Goal of the exercise ::
Reproduce the opening lines of the records exactly, please, stopping after the line that contains "An insertion-ordered keyword".

--- START ---

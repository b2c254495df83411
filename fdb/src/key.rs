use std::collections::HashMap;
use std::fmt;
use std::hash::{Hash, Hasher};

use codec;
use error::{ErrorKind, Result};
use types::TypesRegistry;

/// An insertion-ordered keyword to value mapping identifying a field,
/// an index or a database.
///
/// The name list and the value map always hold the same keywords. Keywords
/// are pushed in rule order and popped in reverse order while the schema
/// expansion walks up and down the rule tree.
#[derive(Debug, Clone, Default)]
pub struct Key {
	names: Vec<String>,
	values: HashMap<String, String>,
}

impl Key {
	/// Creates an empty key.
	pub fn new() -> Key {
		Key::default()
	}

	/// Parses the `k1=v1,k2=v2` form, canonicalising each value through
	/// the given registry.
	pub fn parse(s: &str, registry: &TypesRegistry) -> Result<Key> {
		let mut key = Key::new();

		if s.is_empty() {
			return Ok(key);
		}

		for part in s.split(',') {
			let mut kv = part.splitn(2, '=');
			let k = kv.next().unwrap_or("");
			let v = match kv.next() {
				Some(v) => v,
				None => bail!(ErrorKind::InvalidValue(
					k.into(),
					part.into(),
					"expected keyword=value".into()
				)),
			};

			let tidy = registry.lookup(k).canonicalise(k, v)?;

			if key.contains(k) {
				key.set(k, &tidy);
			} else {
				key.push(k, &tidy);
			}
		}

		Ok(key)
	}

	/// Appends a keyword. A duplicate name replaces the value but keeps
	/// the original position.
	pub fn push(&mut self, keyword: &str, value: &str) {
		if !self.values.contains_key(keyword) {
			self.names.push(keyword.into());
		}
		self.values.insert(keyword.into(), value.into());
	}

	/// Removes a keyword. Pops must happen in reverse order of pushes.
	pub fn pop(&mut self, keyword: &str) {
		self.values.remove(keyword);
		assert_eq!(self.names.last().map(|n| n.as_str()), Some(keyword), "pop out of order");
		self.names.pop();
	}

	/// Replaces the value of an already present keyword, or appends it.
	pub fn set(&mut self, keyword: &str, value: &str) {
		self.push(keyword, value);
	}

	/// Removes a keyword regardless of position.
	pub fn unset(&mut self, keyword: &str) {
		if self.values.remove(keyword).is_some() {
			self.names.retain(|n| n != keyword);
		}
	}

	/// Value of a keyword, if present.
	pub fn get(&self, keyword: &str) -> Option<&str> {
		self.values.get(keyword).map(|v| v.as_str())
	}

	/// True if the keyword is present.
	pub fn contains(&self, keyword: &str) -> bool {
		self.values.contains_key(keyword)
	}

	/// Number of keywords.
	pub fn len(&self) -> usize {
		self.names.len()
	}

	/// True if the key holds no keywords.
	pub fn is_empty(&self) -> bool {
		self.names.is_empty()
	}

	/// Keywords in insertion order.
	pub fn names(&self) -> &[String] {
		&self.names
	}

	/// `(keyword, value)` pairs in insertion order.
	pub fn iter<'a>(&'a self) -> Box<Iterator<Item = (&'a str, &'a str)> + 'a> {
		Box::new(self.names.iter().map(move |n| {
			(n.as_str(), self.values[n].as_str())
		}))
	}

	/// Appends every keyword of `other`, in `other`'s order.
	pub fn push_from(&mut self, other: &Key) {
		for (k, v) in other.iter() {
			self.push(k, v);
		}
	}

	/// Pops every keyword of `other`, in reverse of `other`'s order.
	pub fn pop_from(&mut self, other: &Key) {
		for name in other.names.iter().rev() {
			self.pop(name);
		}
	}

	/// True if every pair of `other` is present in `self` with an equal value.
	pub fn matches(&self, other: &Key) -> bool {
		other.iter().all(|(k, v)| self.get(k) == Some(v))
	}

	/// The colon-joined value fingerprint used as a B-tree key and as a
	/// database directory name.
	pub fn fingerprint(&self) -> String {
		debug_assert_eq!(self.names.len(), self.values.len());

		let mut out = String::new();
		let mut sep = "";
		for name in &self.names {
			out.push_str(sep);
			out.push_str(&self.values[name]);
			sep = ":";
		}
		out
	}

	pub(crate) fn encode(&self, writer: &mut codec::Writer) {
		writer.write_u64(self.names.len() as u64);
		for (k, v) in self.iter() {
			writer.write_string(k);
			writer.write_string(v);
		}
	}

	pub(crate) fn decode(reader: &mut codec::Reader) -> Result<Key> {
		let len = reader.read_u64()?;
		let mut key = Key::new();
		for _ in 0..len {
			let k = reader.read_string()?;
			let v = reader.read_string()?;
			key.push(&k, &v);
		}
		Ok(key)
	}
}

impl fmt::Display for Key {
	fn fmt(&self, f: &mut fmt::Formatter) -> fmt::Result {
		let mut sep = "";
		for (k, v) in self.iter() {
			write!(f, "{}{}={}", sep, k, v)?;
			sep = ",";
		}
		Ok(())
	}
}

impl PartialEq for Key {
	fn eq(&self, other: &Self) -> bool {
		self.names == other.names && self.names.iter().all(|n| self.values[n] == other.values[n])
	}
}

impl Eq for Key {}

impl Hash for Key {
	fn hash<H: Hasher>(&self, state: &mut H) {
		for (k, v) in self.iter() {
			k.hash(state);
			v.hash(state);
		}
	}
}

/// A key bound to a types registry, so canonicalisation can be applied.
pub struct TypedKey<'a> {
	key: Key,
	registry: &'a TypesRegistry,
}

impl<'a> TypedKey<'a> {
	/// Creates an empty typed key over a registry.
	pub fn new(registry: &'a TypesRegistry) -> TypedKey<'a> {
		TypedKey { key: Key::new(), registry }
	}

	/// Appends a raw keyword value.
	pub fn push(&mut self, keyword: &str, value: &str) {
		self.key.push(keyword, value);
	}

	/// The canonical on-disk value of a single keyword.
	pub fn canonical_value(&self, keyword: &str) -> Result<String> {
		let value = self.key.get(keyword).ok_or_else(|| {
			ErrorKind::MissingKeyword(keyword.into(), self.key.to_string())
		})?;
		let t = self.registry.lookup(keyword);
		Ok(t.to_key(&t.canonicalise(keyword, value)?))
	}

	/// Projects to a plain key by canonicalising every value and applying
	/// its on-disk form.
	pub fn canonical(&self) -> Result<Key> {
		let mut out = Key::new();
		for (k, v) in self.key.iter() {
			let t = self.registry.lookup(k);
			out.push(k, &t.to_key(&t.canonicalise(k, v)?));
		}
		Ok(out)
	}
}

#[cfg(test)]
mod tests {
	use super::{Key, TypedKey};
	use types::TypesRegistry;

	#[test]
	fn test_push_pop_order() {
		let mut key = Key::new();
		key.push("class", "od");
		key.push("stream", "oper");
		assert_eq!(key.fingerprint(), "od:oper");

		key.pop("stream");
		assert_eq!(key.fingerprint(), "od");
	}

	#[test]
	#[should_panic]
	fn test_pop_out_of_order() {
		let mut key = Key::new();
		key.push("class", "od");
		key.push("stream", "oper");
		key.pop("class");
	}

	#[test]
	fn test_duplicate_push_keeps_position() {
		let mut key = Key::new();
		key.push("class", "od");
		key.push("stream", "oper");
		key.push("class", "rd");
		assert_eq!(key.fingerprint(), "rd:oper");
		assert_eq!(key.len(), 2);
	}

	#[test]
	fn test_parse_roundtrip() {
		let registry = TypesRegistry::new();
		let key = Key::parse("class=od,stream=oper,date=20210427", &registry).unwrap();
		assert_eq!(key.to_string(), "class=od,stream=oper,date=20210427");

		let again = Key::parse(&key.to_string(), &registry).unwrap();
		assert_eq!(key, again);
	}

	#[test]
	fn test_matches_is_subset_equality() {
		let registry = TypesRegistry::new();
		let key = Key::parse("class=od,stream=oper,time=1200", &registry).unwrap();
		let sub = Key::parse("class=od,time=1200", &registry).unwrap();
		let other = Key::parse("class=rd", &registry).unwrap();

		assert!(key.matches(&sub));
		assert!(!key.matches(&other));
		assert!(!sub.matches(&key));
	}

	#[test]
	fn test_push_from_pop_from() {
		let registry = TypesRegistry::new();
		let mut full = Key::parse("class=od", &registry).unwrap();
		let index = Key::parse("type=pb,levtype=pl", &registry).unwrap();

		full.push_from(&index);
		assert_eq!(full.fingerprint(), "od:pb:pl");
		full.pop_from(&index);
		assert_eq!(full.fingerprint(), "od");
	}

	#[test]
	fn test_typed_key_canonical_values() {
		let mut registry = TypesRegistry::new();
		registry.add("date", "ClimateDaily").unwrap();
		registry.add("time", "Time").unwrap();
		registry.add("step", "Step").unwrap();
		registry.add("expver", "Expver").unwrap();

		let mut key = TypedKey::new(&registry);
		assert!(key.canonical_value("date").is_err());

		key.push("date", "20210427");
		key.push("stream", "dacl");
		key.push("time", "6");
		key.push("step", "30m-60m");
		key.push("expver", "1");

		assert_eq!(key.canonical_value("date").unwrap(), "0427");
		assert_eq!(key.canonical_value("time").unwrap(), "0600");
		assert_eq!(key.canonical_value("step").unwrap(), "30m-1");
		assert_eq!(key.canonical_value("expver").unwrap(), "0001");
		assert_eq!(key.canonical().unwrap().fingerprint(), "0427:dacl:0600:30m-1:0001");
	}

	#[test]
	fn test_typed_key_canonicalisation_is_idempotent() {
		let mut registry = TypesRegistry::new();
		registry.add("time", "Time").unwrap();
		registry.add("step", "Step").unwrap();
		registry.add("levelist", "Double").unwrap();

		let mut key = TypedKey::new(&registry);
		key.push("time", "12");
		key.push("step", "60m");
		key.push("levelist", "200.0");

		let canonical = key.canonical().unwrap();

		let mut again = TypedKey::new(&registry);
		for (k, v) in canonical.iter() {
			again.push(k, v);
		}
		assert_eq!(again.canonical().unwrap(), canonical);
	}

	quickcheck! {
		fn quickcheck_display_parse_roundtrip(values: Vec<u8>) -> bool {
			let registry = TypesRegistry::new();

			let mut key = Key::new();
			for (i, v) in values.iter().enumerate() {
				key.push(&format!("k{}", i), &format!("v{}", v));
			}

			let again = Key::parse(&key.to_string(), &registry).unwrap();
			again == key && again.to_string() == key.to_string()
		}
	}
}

--- END ---

Problem solution ::
repository b2c254495df83411
filename fdb/src/key.rs
use std::collections::HashMap;
use std::fmt;
use std::hash::{Hash, Hasher};

use codec;
use error::{ErrorKind, Result};
use types::TypesRegistry;

/// An insertion-ordered keyword to value mapping identifying a field,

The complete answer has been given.